Complex networks, with their powerful network representation capabilities and convenient methods for measuring various network metrics, have been widely applied in network modeling. In current modeling technologies for clusters, complex network modeling is indispensable. Various complex systems exist widely in human society and the natural world, such as ecosystems, food chain systems, transportation systems, communication systems, power systems, neural systems, logistics systems, combat systems, and unmanned cluster systems. Many of these systems can be simplified into forms of nodes and edges and considered as complex networks [6], allowing for analysis and research into complex topological structures and dynamic behaviors. Examples include simplifying them into food chain networks, airline networks, railway networks, communication networks, power networks, neural networks, and networks of unmanned cluster systems. Since the discovery of the small-world phenomenon and scale-free properties of complex networks in 1998 and 1999 [7–10], research in complex networks has emerged rapidly [11–13], becoming a new interdisciplinary field of broad interest. It has also gradually become a "powerful tool" for analyzing and researching complex systems, with significant research value and extensive application prospects [14–22].
Complex networks provide a powerful framework for modeling the interactions and relationships among entities in various systems, including those in human society, natural environments, and artificial systems. These networks serve as a foundation for studying the behaviors and dynamics of multi-agent systems. In particular, the application of reinforcement learning [23] in complex networks has opened new avenues for exploring how agents make decisions, adapt to their environments, and evolve their strategies over time. By leveraging the structural properties of complex networks, such as small-world and scale-free characteristics, reinforcement learning can be applied to analyze decision-making processes and cooperative dynamics in systems like social networks, communication networks, and unmanned swarm systems. This integration enables a deeper understanding of how network structure influences learning outcomes and cooperative behavior, making reinforcement learning a natural extension for studying the dynamics of complex networks. In recent years, many researchers have introduced reinforcement learning into evolutionary game studies, allowing individuals to adjust their decisions based on the payoffs from previous evolutionary rounds [24, 25], such as in the BM model [26]. As a simple reinforcement learning model based on expectations and historical payoffs, the BM model enables a population to maintain a certain level of cooperation even in cases of high social dilemma intensity and exhibit stronger cooperative behavior at appropriate expectation levels [27].
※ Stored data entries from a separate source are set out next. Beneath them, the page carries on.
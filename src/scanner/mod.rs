mod filter;

pub use filter::{FileFilter, GlobFilter};

use std::path::{Path, PathBuf};

use walkdir::WalkDir;

use crate::error::{PineGuardError, Result};

/// Trait for scanning directories and finding files.
pub trait FileScanner {
    /// Scan a directory (or a single file) and return all matching file paths.
    ///
    /// # Errors
    /// Returns an error if the root does not exist.
    fn scan(&self, root: &Path) -> Result<Vec<PathBuf>>;

    /// Scan every root and return the union, sorted and de-duplicated.
    ///
    /// # Errors
    /// Returns an error if any root does not exist.
    fn scan_all(&self, roots: &[PathBuf]) -> Result<Vec<PathBuf>> {
        let mut files = Vec::new();
        for root in roots {
            files.extend(self.scan(root)?);
        }
        files.sort();
        files.dedup();
        Ok(files)
    }
}

pub struct DirectoryScanner<F: FileFilter> {
    filter: F,
    use_gitignore: bool,
}

impl<F: FileFilter> DirectoryScanner<F> {
    #[must_use]
    pub const fn new(filter: F) -> Self {
        Self {
            filter,
            use_gitignore: false,
        }
    }

    #[must_use]
    pub const fn with_gitignore(filter: F, use_gitignore: bool) -> Self {
        Self {
            filter,
            use_gitignore,
        }
    }

    fn scan_impl(&self, root: &Path) -> Vec<PathBuf> {
        if root.is_file() {
            return if self.filter.should_include(root) {
                vec![root.to_path_buf()]
            } else {
                Vec::new()
            };
        }

        let mut files = if self.use_gitignore {
            self.scan_with_gitignore(root)
        } else {
            self.scan_without_gitignore(root)
        };
        files.sort();
        files
    }

    fn scan_without_gitignore(&self, root: &Path) -> Vec<PathBuf> {
        WalkDir::new(root)
            .into_iter()
            .filter_map(std::result::Result::ok)
            .filter(|e| e.file_type().is_file() && self.filter.should_include(e.path()))
            .map(walkdir::DirEntry::into_path)
            .collect()
    }

    fn scan_with_gitignore(&self, root: &Path) -> Vec<PathBuf> {
        use ignore::WalkBuilder;

        WalkBuilder::new(root)
            .git_ignore(true)
            .git_global(true)
            .git_exclude(true)
            .require_git(false)
            .hidden(false)
            .parents(false)
            .build()
            .filter_map(std::result::Result::ok)
            .filter(|e| e.file_type().is_some_and(|ft| ft.is_file()))
            .filter(|e| self.filter.should_include(e.path()))
            .map(ignore::DirEntry::into_path)
            .collect()
    }
}

impl<F: FileFilter> FileScanner for DirectoryScanner<F> {
    fn scan(&self, root: &Path) -> Result<Vec<PathBuf>> {
        if !root.exists() {
            return Err(PineGuardError::PathNotFound(root.to_path_buf()));
        }
        Ok(self.scan_impl(root))
    }
}

#[cfg(test)]
#[path = "mod_tests.rs"]
mod tests;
Inspired by the aforementioned theories, this paper proposes a coupled double-layer network structure that divides the network into two layers: a reinforcement layer and a traditional layer. The traditional layer consists of ordinary individuals using a conventional social learning model, while the reinforcement layer comprises strength individuals employing a modified BM model for reinforcement learning. These two network layers are not isolated; they are interconnected through a specific coupling mechanism. When making decisions, individuals are influenced not only by others within the same layer but also adjust their strategies based on information from the other layer. This mutual influence mechanism is designed to leverage the strengths of both learning approaches. The coupling of the two network layers leads to reciprocal influence during decision-making. Extensive experimental results indicate that in a coupled double-layer network, the overall cooperation level within the group increases significantly. Individuals in the traditional layer improve their behavior by imitating more successful strategies from the reinforcement layer. Due to the interaction between the two layers, strategy diversity is enhanced, enabling the group to adapt more effectively to environmental changes. The system’s resistance to external disturbances and internal fluctuations is strengthened, demonstrating greater robustness.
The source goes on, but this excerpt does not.